Records from a data source
>>

//! Prompt construction.
//!
//! Output is byte-identical for identical input: no timestamps, no hash-map
//! iteration, fixed temperature.

use tumorboard_common::{NotationLevel, Tier, VariantEvidence};
use tumorboard_llm::{LlmRequest, Message};

use crate::config::TierTaxonomy;

const MAX_RESPONSE_TOKENS: u32 = 1024;

/// Build the model request for one normalised evidence bundle.
pub fn build_request(evidence: &VariantEvidence, model: &str, taxonomy: &TierTaxonomy) -> LlmRequest {
    LlmRequest {
        messages: vec![
            Message::system(system_prompt(taxonomy)),
            Message::user(user_prompt(evidence)),
        ],
        model: Some(model.to_string()),
        max_tokens: Some(MAX_RESPONSE_TOKENS),
        temperature: Some(0.0),
        json_mode: true,
    }
}

fn system_prompt(taxonomy: &TierTaxonomy) -> String {
    let mut s = String::new();
    s.push_str(
        "You are a molecular tumor board expert. Classify the clinical actionability of a \
         somatic cancer variant using the evidence provided.\n\n",
    );
    s.push_str(&format!("Tier taxonomy ({}):\n", taxonomy.name));
    for tier in Tier::ALL {
        s.push_str(&format!("- {}: {}\n", tier, taxonomy.definition(tier)));
    }
    s.push_str(
        "\nRespond with a single JSON object and nothing else:\n\
         {\n  \
           \"tier\": one of \"Tier I\", \"Tier II\", \"Tier III\", \"Tier IV\",\n  \
           \"confidence\": a number between 0 and 1,\n  \
           \"summary\": a short rationale citing the evidence,\n  \
           \"therapies\": a list of relevant therapy names (may be empty)\n\
         }\n\
         Use only the four tier labels above. If the evidence is thin, say so and lower the confidence.\n",
    );
    s
}

fn user_prompt(ev: &VariantEvidence) -> String {
    let mut s = String::new();
    s.push_str(&format!("Gene: {}\nVariant: {}\n", ev.gene, ev.variant));
    match &ev.tumor_type {
        Some(t) => s.push_str(&format!("Tumor type: {t}\n")),
        None => s.push_str("Tumor type: not specified (consider all tumor types)\n"),
    }

    let ids = &ev.identifiers;
    let id_lines: Vec<String> = [
        ("COSMIC", &ids.cosmic_id),
        ("dbSNP", &ids.dbsnp_id),
        ("ClinVar", &ids.clinvar_id),
        ("NCBI Gene", &ids.ncbi_gene_id),
    ]
    .into_iter()
    .filter_map(|(label, v)| v.as_ref().map(|v| format!("- {label}: {v}")))
    .collect();
    if !id_lines.is_empty() {
        s.push_str("\nIdentifiers:\n");
        s.push_str(&id_lines.join("\n"));
        s.push('\n');
    }

    let notation_lines: Vec<String> = [NotationLevel::Genomic, NotationLevel::Transcript, NotationLevel::Protein]
        .into_iter()
        .filter_map(|level| ev.notation(level).map(|v| format!("- {}: {v}", level.as_str())))
        .collect();
    if !notation_lines.is_empty() {
        s.push_str("\nHGVS notations:\n");
        s.push_str(&notation_lines.join("\n"));
        s.push('\n');
    }

    s.push_str("\nEvidence:\n");
    if ev.items.is_empty() {
        s.push_str("No database evidence was found for this variant. Assess from general knowledge of the gene and variant.\n");
    } else {
        for (i, item) in ev.items.iter().enumerate() {
            s.push_str(&format!("{}. [{}] {}", i + 1, item.source.as_str(), item.content));
            if let Some(c) = &item.citation {
                s.push_str(&format!(" (source: {c})"));
            }
            s.push('\n');
        }
    }
    s
}

#[cfg(test)]
mod tests {
    use super::*;
    use pretty_assertions::assert_eq;
    use tumorboard_common::{CrossReferences, EvidenceItem, EvidenceSourceKind, Notation};

    fn evidence() -> VariantEvidence {
        VariantEvidence {
            gene: "BRAF".to_string(),
            variant: "V600E".to_string(),
            tumor_type: Some("Melanoma".to_string()),
            identifiers: CrossReferences {
                cosmic_id: Some("COSM476".to_string()),
                ..Default::default()
            },
            notations: vec![Notation { level: NotationLevel::Protein, value: "p.Val600Glu".to_string() }],
            items: vec![EvidenceItem {
                source: EvidenceSourceKind::Civic,
                content: "Level A | Predictive | Therapies: Vemurafenib".to_string(),
                citation: Some("FDA".to_string()),
            }],
            found: true,
        }
    }

    #[test]
    fn test_deterministic() {
        let tax = TierTaxonomy::default();
        let a = build_request(&evidence(), "gpt-4o", &tax);
        let b = build_request(&evidence(), "gpt-4o", &tax);
        assert_eq!(a, b);
        assert_eq!(serde_json::to_string(&a).unwrap(), serde_json::to_string(&b).unwrap());
    }

    #[test]
    fn test_request_shape() {
        let req = build_request(&evidence(), "gpt-4o", &TierTaxonomy::default());
        assert_eq!(req.model.as_deref(), Some("gpt-4o"));
        assert_eq!(req.temperature, Some(0.0));
        assert!(req.json_mode);
        assert_eq!(req.messages.len(), 2);

        let system = &req.messages[0].content;
        for label in ["Tier I", "Tier II", "Tier III", "Tier IV"] {
            assert!(system.contains(label));
        }
        assert!(system.contains("between 0 and 1"));

        let user = &req.messages[1].content;
        assert!(user.contains("Gene: BRAF"));
        assert!(user.contains("- COSMIC: COSM476"));
        assert!(user.contains("1. [CIViC] Level A | Predictive"));
        assert!(user.contains("(source: FDA)"));
    }

    #[test]
    fn test_no_evidence_line() {
        let mut ev = evidence();
        ev.items.clear();
        ev.tumor_type = None;
        let user = build_request(&ev, "m", &TierTaxonomy::default()).messages[1].content.clone();
        assert!(user.contains("No database evidence was found"));
        assert!(user.contains("not specified"));
    }
}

<<

* _What is expected_
All the records, from start to finish, are to be repeated exactly.

* _Output of the exercise_
//! Prompt construction.
//!
//! Output is byte-identical for identical input: no timestamps, no hash-map
//! iteration, fixed temperature.

use tumorboard_common::{NotationLevel, Tier, VariantEvidence};
use tumorboard_llm::{LlmRequest, Message};

use crate::config::TierTaxonomy;

const MAX_RESPONSE_TOKENS: u32 = 1024;

/// Build the model request for one normalised evidence bundle.
pub fn build_request(evidence: &VariantEvidence, model: &str, taxonomy: &TierTaxonomy) -> LlmRequest {
    LlmRequest {
        messages: vec![
            Message::system(system_prompt(taxonomy)),
            Message::user(user_prompt(evidence)),
        ],
        model: Some(model.to_string()),
        max_tokens: Some(MAX_RESPONSE_TOKENS),
        temperature: Some(0.0),
        json_mode: true,
    }
}

fn system_prompt(taxonomy: &TierTaxonomy) -> String {
    let mut s = String::new();
    s.push_str(
        "You are a molecular tumor board expert. Classify the clinical actionability of a \
         somatic cancer variant using the evidence provided.\n\n",
    );
    s.push_str(&format!("Tier taxonomy ({}):\n", taxonomy.name));
    for tier in Tier::ALL {
        s.push_str(&format!("- {}: {}\n", tier, taxonomy.definition(tier)));
    }
    s.push_str(
        "\nRespond with a single JSON object and nothing else:\n\
         {\n  \
           \"tier\": one of \"Tier I\", \"Tier II\", \"Tier III\", \"Tier IV\",\n  \
           \"confidence\": a number between 0 and 1,\n  \
           \"summary\": a short rationale citing the evidence,\n  \
           \"therapies\": a list of relevant therapy names (may be empty)\n\
         }\n\
         Use only the four tier labels above. If the evidence is thin, say so and lower the confidence.\n",
    );
    s
}

fn user_prompt(ev: &VariantEvidence) -> String {
    let mut s = String::new();
    s.push_str(&format!("Gene: {}\nVariant: {}\n", ev.gene, ev.variant));
    match &ev.tumor_type {
        Some(t) => s.push_str(&format!("Tumor type: {t}\n")),
        None => s.push_str("Tumor type: not specified (consider all tumor types)\n"),
    }

    let ids = &ev.identifiers;
    let id_lines: Vec<String> = [
        ("COSMIC", &ids.cosmic_id),
        ("dbSNP", &ids.dbsnp_id),
        ("ClinVar", &ids.clinvar_id),
        ("NCBI Gene", &ids.ncbi_gene_id),
    ]
    .into_iter()
    .filter_map(|(label, v)| v.as_ref().map(|v| format!("- {label}: {v}")))
    .collect();
    if !id_lines.is_empty() {
        s.push_str("\nIdentifiers:\n");
        s.push_str(&id_lines.join("\n"));
        s.push('\n');
    }

    let notation_lines: Vec<String> = [NotationLevel::Genomic, NotationLevel::Transcript, NotationLevel::Protein]
        .into_iter()
        .filter_map(|level| ev.notation(level).map(|v| format!("- {}: {v}", level.as_str())))
        .collect();
    if !notation_lines.is_empty() {
        s.push_str("\nHGVS notations:\n");
        s.push_str(&notation_lines.join("\n"));
        s.push('\n');
    }

    s.push_str("\nEvidence:\n");
    if ev.items.is_empty() {
        s.push_str("No database evidence was found for this variant. Assess from general knowledge of the gene and variant.\n");
    } else {
        for (i, item) in ev.items.iter().enumerate() {
            s.push_str(&format!("{}. [{}] {}", i + 1, item.source.as_str(), item.content));
            if let Some(c) = &item.citation {
                s.push_str(&format!(" (source: {c})"));
            }
            s.push('\n');
        }
    }
    s
}

#[cfg(test)]
mod tests {
    use super::*;
    use pretty_assertions::assert_eq;
    use tumorboard_common::{CrossReferences, EvidenceItem, EvidenceSourceKind, Notation};

    fn evidence() -> VariantEvidence {
        VariantEvidence {
            gene: "BRAF".to_string(),
            variant: "V600E".to_string(),
            tumor_type: Some("Melanoma".to_string()),
            identifiers: CrossReferences {
                cosmic_id: Some("COSM476".to_string()),
                ..Default::default()
            },
            notations: vec![Notation { level: NotationLevel::Protein, value: "p.Val600Glu".to_string() }],
            items: vec![EvidenceItem {
                source: EvidenceSourceKind::Civic,
                content: "Level A | Predictive | Therapies: Vemurafenib".to_string(),
                citation: Some("FDA".to_string()),
            }],
            found: true,
        }
    }

    #[test]
    fn test_deterministic() {
        let tax = TierTaxonomy::default();
        let a = build_request(&evidence(), "gpt-4o", &tax);
        let b = build_request(&evidence(), "gpt-4o", &tax);
        assert_eq!(a, b);
        assert_eq!(serde_json::to_string(&a).unwrap(), serde_json::to_string(&b).unwrap());
    }

    #[test]
    fn test_request_shape() {
        let req = build_request(&evidence(), "gpt-4o", &TierTaxonomy::default());
        assert_eq!(req.model.as_deref(), Some("gpt-4o"));
        assert_eq!(req.temperature, Some(0.0));
        assert!(req.json_mode);
        assert_eq!(req.messages.len(), 2);

        let system = &req.messages[0].content;
        for label in ["Tier I", "Tier II", "Tier III", "Tier IV"] {
            assert!(system.contains(label));
        }
        assert!(system.contains("between 0 and 1"));

        let user = &req.messages[1].content;
        assert!(user.contains("Gene: BRAF"));
        assert!(user.contains("- COSMIC: COSM476"));
        assert!(user.contains("1. [CIViC] Level A | Predictive"));
        assert!(user.contains("(source: FDA)"));
    }

    #[test]
    fn test_no_evidence_line() {
        let mut ev = evidence();
        ev.items.clear();
        ev.tumor_type = None;
        let user = build_request(&ev, "m", &TierTaxonomy::default()).messages[1].content.clone();
        assert!(user.contains("No database evidence was found"));
        assert!(user.contains("not specified"));
    }
}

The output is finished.